27/04/2026
Las y los Psicólogos estudiamos muchos AÑOS para saber CÓMO escuchar, para no-interrumpir, para no decir obviedades (ni estupideces), también para saber QUÉ escuchar, y para saber QUÉ y CÓMO preguntar o intervenir. Si cualquiera pudiese (o supiese) callarse y evitar opinar o aconsejar, mucha menos gente iría a Terapia, bastaría con hablarle a amigxs o algún/a familiar “piola”.
Pero además de escuchar, brindamos tratamiento (si fuera tan simple como ‘hablar en voz alta y poder escucharnos’, podríamos hablarle a un perro / gato o infante; bastaría sólo que pudieran mantener la mirada sobre nosotros mientras les hablamos). Y para brindar tratamiento, hay que manejar mucha información, muchos saberes, porque el tratamiento se adapta a cada persona (y no al revés).
Para poder atender pacientes, para poder ejercer la psicoterapia, hay MUCHO que leer, saber y estudiar. No se aprende en un “retiro de finde semana”. Son AÑOS y años de formación, y luego de actualización permanente, trabajo sobre uno/a mismo/a (la propia terapia), supervisión, nuevas formaciones, etc.

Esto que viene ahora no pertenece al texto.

use std::collections::BTreeMap;

use serde::{Deserialize, Serialize};
use uuid::Uuid;
use zeroize::Zeroize;

use crate::models::enums::{DocumentType, FieldKind, IntegrityStatus, RuleLayer, StrategyKind};

/// A located identifying value. Lives only for the redaction step; the
/// literal is wiped from memory on drop and never printed.
#[derive(Clone)]
pub struct FieldMatch {
    pub kind: FieldKind,
    /// Byte offsets into the text that was scanned.
    pub start: usize,
    pub end: usize,
    pub literal: String,
    pub layer: RuleLayer,
}

impl FieldMatch {
    pub fn new(kind: FieldKind, start: usize, end: usize, literal: &str, layer: RuleLayer) -> Self {
        Self {
            kind,
            start,
            end,
            literal: literal.to_string(),
            layer,
        }
    }

    pub fn len(&self) -> usize {
        self.end - self.start
    }

    pub fn is_empty(&self) -> bool {
        self.start == self.end
    }

    pub fn overlaps(&self, other: &FieldMatch) -> bool {
        self.start < other.end && other.start < self.end
    }

    /// Audit record without the literal.
    pub fn record(&self) -> RedactionRecord {
        RedactionRecord {
            kind: self.kind,
            start: self.start,
            end: self.end,
            layer: self.layer,
        }
    }
}

impl Drop for FieldMatch {
    fn drop(&mut self) {
        self.literal.zeroize();
    }
}

impl std::fmt::Debug for FieldMatch {
    fn fmt(&self, f: &mut std::fmt::Formatter<'_>) -> std::fmt::Result {
        f.debug_struct("FieldMatch")
            .field("kind", &self.kind)
            .field("start", &self.start)
            .field("end", &self.end)
            .field("literal", &format_args!("<{} bytes>", self.literal.len()))
            .field("layer", &self.layer)
            .finish()
    }
}

/// What was replaced and where (offsets into the extracted text).
#[derive(Debug, Clone, Copy, PartialEq, Eq, Serialize, Deserialize)]
pub struct RedactionRecord {
    pub kind: FieldKind,
    pub start: usize,
    pub end: usize,
    pub layer: RuleLayer,
}

/// De-identified text ready for analysis.
#[derive(Debug, Clone, Serialize, Deserialize)]
pub struct RedactedText {
    pub document_id: Uuid,
    pub profile_id: String,
    /// Type declared by the profile, when it has one.
    pub document_type: Option<DocumentType>,
    pub text: String,
    pub records: Vec<RedactionRecord>,
    pub integrity: IntegrityStatus,
    pub strategy: StrategyKind,
    pub extraction_score: f32,
    /// No text layer: nothing was redacted and nothing should be analysed.
    pub unprocessable: bool,
}

impl RedactedText {
    /// Safe to hand to a provider.
    pub fn is_submittable(&self) -> bool {
        !self.unprocessable && self.integrity == IntegrityStatus::Verified
    }

    pub fn counts_by_kind(&self) -> BTreeMap<&'static str, usize> {
        let mut counts = BTreeMap::new();
        for record in &self.records {
            *counts.entry(record.kind.as_str()).or_insert(0) += 1;
        }
        counts
    }
}

#[derive(Debug, Clone, Copy, Default, PartialEq, Eq, Serialize, Deserialize)]
#[serde(default)]
pub struct RedactionConfig {
    /// Redact every date, not only those introduced by a birth cue.
    pub redact_all_dates: bool,
}
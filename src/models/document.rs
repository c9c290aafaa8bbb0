use std::borrow::Cow;
use std::path::{Path, PathBuf};
use std::sync::Arc;

use serde::{Deserialize, Serialize};
use sha2::{Digest, Sha256};
use uuid::Uuid;

use super::enums::DocumentType;

/// Metadata supplied by the file-management collaborator alongside a PDF.
#[derive(Debug, Clone, Default, Serialize, Deserialize)]
pub struct DocumentMetadata {
    /// Originating facility, parsed from the filename or email subject.
    pub facility: Option<String>,
    /// Document-type token ("LAB", "PS", ...) or an FSE tipologia string.
    pub document_type: Option<String>,
    /// Opaque link back to a patient record outside the core. Never used for redaction.
    pub patient_ref: Option<String>,
}

/// Where the PDF bytes live.
#[derive(Clone)]
pub enum DocumentSource {
    Path(PathBuf),
    Memory(Arc<[u8]>),
}

impl std::fmt::Debug for DocumentSource {
    fn fmt(&self, f: &mut std::fmt::Formatter<'_>) -> std::fmt::Result {
        match self {
            Self::Path(p) => f.debug_tuple("Path").field(p).finish(),
            Self::Memory(bytes) => write!(f, "Memory({} bytes)", bytes.len()),
        }
    }
}

/// A report PDF to process. Immutable once created; the core only reads it.
#[derive(Debug, Clone)]
pub struct Document {
    pub id: Uuid,
    pub file_name: String,
    pub facility_hint: Option<String>,
    pub document_type_hint: Option<DocumentType>,
    pub filename_tokens: Vec<String>,
    pub patient_ref: Option<String>,
    source: DocumentSource,
}

impl Document {
    /// Document backed by a file on disk. Bytes are read lazily.
    pub fn from_path(path: impl Into<PathBuf>, metadata: DocumentMetadata) -> Self {
        let path = path.into();
        let file_name = path
            .file_name()
            .map(|n| n.to_string_lossy().into_owned())
            .unwrap_or_default();
        Self::build(file_name, DocumentSource::Path(path), metadata)
    }

    /// Document backed by bytes already in memory.
    pub fn from_bytes(
        file_name: &str,
        bytes: impl Into<Arc<[u8]>>,
        metadata: DocumentMetadata,
    ) -> Self {
        Self::build(
            file_name.to_string(),
            DocumentSource::Memory(bytes.into()),
            metadata,
        )
    }

    fn build(file_name: String, source: DocumentSource, metadata: DocumentMetadata) -> Self {
        let filename_tokens = filename_tokens(&file_name);
        let document_type_hint = metadata
            .document_type
            .as_deref()
            .and_then(parse_type_hint)
            .or_else(|| DocumentType::from_filename_tokens(&filename_tokens));

        Self {
            id: Uuid::new_v4(),
            file_name,
            facility_hint: metadata
                .facility
                .map(|f| f.trim().to_string())
                .filter(|f| !f.is_empty()),
            document_type_hint,
            filename_tokens,
            patient_ref: metadata.patient_ref,
            source,
        }
    }

    pub fn source(&self) -> &DocumentSource {
        &self.source
    }

    pub fn path(&self) -> Option<&Path> {
        match &self.source {
            DocumentSource::Path(p) => Some(p),
            DocumentSource::Memory(_) => None,
        }
    }

    /// Read the PDF bytes.
    pub fn read_bytes(&self) -> std::io::Result<Cow<'_, [u8]>> {
        match &self.source {
            DocumentSource::Path(p) => std::fs::read(p).map(Cow::Owned),
            DocumentSource::Memory(bytes) => Ok(Cow::Borrowed(bytes)),
        }
    }
}

/// SHA-256 fingerprint of document bytes (hex). Logged instead of file names.
pub fn content_fingerprint(bytes: &[u8]) -> String {
    format!("{:x}", Sha256::digest(bytes))
}

/// Split a file name into lowercase alphanumeric tokens, extension dropped.
pub fn filename_tokens(file_name: &str) -> Vec<String> {
    let stem = Path::new(file_name)
        .file_stem()
        .map(|s| s.to_string_lossy().into_owned())
        .unwrap_or_default();

    stem.split(|c: char| !c.is_alphanumeric())
        .filter(|t| !t.is_empty())
        .map(|t| t.to_lowercase())
        .collect()
}

/// Accept either a tag ("LAB") or a tipologia string ("Referto di laboratorio").
fn parse_type_hint(raw: &str) -> Option<DocumentType> {
    let trimmed = raw.trim();
    if trimmed.is_empty() {
        return None;
    }
    if let Ok(tag) = trimmed.to_uppercase().parse::<DocumentType>() {
        return Some(tag);
    }
    match DocumentType::from_tipologia(trimmed) {
        DocumentType::Altro => None,
        other => Some(other),
    }
}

Hay quienes piensan que la psicoterapia es un trabajo “fácil”, “sencillo”, “inocuo”. Además, escuchar los padecimientos, malestares e incluso traumas de otras personas, todos los días, sistemáticamente, no es para cualquiera. Requiere mucha preparación. Pero hay chantas que ven esto como “dinero fácil”.
Es el caso de un tal Jair Soares, que promociona por youtube y otras redes un “Mini-Curso: Terapeuta de resultados”, afirmando que “no hace falta ser psicólogx para ser terapeuta”, que “acompañar procesos” es una salida laboral muy redituable. Por supuesto asegura que “vas a ayudar a las personas a tu alrededor”, y que “no hay mejor sensación que despertar y saber que vas a salvar vidas” (así, bien mesiánico).